** Problem requirements **
Using the records that follow, copy every line containing the word "MalformedBeatmap".

(Beginning of Data listing)

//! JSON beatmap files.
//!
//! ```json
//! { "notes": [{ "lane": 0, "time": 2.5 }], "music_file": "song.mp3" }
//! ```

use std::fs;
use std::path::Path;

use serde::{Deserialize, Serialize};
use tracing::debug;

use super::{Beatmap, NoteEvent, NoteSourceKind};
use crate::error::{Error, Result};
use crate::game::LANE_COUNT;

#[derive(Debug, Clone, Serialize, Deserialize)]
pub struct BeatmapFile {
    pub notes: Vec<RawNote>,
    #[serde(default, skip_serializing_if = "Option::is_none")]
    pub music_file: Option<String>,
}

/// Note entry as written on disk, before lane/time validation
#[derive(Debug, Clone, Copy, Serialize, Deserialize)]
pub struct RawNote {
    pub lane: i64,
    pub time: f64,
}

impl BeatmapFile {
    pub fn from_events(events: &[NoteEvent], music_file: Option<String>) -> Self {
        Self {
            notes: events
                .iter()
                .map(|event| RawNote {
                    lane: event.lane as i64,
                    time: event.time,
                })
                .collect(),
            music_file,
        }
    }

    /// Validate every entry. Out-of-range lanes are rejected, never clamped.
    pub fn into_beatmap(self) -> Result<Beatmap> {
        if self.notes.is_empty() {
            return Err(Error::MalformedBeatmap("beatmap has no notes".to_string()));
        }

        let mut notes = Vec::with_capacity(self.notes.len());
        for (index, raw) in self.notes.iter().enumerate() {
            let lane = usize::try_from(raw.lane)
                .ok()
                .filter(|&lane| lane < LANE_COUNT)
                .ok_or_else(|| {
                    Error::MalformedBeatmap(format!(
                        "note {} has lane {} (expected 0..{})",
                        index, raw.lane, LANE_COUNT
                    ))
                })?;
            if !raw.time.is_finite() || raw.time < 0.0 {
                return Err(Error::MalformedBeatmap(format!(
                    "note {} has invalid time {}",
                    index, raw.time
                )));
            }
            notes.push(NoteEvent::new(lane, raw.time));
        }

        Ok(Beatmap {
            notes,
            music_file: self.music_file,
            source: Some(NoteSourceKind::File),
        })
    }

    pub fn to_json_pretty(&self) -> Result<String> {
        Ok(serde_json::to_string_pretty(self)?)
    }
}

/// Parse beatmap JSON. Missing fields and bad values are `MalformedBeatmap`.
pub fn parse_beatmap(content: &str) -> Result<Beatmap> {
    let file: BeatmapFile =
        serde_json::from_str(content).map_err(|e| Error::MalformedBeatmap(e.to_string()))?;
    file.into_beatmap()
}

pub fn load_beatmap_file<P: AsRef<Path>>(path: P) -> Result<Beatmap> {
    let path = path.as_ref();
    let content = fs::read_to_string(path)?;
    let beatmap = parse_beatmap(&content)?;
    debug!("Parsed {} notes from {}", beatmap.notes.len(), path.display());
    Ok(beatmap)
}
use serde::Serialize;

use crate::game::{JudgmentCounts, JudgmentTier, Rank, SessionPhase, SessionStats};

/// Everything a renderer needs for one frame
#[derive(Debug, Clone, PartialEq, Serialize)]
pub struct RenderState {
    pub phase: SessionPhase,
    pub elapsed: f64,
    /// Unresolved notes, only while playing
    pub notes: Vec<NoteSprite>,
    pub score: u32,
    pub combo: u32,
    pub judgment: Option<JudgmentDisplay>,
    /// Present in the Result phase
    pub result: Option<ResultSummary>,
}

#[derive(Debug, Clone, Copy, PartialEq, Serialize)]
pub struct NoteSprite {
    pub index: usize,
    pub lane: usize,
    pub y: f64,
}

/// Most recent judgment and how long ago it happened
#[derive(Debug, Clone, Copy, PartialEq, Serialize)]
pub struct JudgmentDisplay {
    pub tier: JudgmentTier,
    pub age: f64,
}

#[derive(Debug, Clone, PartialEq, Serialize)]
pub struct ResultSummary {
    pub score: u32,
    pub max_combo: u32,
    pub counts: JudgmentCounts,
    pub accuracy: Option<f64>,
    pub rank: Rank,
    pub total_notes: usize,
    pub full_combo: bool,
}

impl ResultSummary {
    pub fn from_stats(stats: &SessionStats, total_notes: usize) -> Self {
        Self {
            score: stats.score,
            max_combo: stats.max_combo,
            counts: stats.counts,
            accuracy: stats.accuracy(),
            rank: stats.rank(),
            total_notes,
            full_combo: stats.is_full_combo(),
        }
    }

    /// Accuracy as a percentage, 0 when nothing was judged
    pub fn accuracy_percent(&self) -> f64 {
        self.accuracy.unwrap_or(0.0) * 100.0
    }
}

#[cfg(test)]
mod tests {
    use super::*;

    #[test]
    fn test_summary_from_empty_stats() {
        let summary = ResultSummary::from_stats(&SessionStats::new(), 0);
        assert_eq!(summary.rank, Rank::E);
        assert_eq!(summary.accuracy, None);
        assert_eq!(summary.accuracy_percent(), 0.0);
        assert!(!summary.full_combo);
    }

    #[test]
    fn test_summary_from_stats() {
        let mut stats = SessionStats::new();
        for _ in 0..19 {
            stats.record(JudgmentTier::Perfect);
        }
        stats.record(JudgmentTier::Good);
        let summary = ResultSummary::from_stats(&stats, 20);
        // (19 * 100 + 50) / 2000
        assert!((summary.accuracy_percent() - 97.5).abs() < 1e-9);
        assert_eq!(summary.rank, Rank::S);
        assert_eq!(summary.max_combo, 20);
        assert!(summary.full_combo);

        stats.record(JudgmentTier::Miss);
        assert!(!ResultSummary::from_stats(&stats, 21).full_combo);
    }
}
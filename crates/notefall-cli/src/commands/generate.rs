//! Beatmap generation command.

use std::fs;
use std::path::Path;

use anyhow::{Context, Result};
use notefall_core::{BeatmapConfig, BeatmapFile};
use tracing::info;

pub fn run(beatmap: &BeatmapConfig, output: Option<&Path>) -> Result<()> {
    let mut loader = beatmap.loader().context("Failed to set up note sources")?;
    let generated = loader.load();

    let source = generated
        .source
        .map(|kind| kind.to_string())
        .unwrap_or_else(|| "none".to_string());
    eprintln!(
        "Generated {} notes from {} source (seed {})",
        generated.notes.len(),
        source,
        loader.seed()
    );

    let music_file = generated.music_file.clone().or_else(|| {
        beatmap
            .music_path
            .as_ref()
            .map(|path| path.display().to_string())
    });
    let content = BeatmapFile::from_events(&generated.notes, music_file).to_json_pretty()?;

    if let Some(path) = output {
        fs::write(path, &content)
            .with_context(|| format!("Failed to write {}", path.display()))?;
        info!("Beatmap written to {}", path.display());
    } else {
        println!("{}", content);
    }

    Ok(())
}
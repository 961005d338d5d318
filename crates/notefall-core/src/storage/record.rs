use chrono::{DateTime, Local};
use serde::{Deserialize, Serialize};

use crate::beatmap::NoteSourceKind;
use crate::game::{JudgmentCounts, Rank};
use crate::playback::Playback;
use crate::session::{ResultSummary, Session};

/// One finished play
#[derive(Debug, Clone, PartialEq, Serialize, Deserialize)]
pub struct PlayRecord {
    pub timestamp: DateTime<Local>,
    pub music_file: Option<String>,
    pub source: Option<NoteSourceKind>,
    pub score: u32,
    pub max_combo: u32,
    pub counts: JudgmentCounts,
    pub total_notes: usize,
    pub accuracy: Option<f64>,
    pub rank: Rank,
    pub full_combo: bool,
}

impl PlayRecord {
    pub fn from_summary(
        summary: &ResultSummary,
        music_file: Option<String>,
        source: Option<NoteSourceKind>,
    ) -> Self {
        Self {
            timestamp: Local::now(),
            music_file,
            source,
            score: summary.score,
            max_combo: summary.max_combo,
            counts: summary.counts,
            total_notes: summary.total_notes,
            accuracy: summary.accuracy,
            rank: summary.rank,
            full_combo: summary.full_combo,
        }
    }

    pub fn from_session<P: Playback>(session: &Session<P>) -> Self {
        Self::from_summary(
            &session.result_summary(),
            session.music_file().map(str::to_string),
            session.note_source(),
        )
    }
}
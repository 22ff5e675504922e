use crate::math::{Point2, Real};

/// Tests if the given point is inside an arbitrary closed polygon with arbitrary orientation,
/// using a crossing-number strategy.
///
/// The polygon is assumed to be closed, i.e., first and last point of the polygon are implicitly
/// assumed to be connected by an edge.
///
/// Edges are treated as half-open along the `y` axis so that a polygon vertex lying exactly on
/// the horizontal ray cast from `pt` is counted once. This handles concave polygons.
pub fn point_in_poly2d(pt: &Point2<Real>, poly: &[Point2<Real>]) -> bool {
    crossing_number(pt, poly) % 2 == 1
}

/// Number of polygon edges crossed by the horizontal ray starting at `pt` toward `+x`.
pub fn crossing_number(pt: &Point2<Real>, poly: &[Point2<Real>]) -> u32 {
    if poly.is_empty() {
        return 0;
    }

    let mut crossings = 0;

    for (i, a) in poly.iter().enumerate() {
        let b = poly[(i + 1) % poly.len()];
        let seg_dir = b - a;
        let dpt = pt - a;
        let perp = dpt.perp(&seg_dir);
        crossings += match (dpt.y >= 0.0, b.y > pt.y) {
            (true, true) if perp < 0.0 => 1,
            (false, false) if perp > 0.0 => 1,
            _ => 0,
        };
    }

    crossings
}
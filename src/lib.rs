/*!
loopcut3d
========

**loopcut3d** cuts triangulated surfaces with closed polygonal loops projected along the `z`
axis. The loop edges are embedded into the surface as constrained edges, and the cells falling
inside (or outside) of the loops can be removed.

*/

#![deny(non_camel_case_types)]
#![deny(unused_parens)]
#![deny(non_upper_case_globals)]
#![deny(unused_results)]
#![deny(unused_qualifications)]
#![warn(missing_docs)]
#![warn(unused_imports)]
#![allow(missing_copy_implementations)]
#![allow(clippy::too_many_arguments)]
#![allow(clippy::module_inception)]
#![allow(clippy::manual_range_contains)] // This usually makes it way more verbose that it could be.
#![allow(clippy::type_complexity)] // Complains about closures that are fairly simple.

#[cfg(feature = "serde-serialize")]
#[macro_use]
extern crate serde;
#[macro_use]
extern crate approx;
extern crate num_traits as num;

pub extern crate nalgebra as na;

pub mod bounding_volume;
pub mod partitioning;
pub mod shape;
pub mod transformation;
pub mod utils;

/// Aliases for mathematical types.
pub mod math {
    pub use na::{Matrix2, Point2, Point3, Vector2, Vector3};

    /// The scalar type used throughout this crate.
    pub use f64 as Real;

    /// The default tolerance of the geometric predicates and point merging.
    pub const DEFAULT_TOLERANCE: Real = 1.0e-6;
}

(End of Data listing)

** The answer **
            return Err(Error::MalformedBeatmap("beatmap has no notes".to_string()));
                    Error::MalformedBeatmap(format!(
                return Err(Error::MalformedBeatmap(format!(
/// Parse beatmap JSON. Missing fields and bad values are `MalformedBeatmap`.
        serde_json::from_str(content).map_err(|e| Error::MalformedBeatmap(e.to_string()))?;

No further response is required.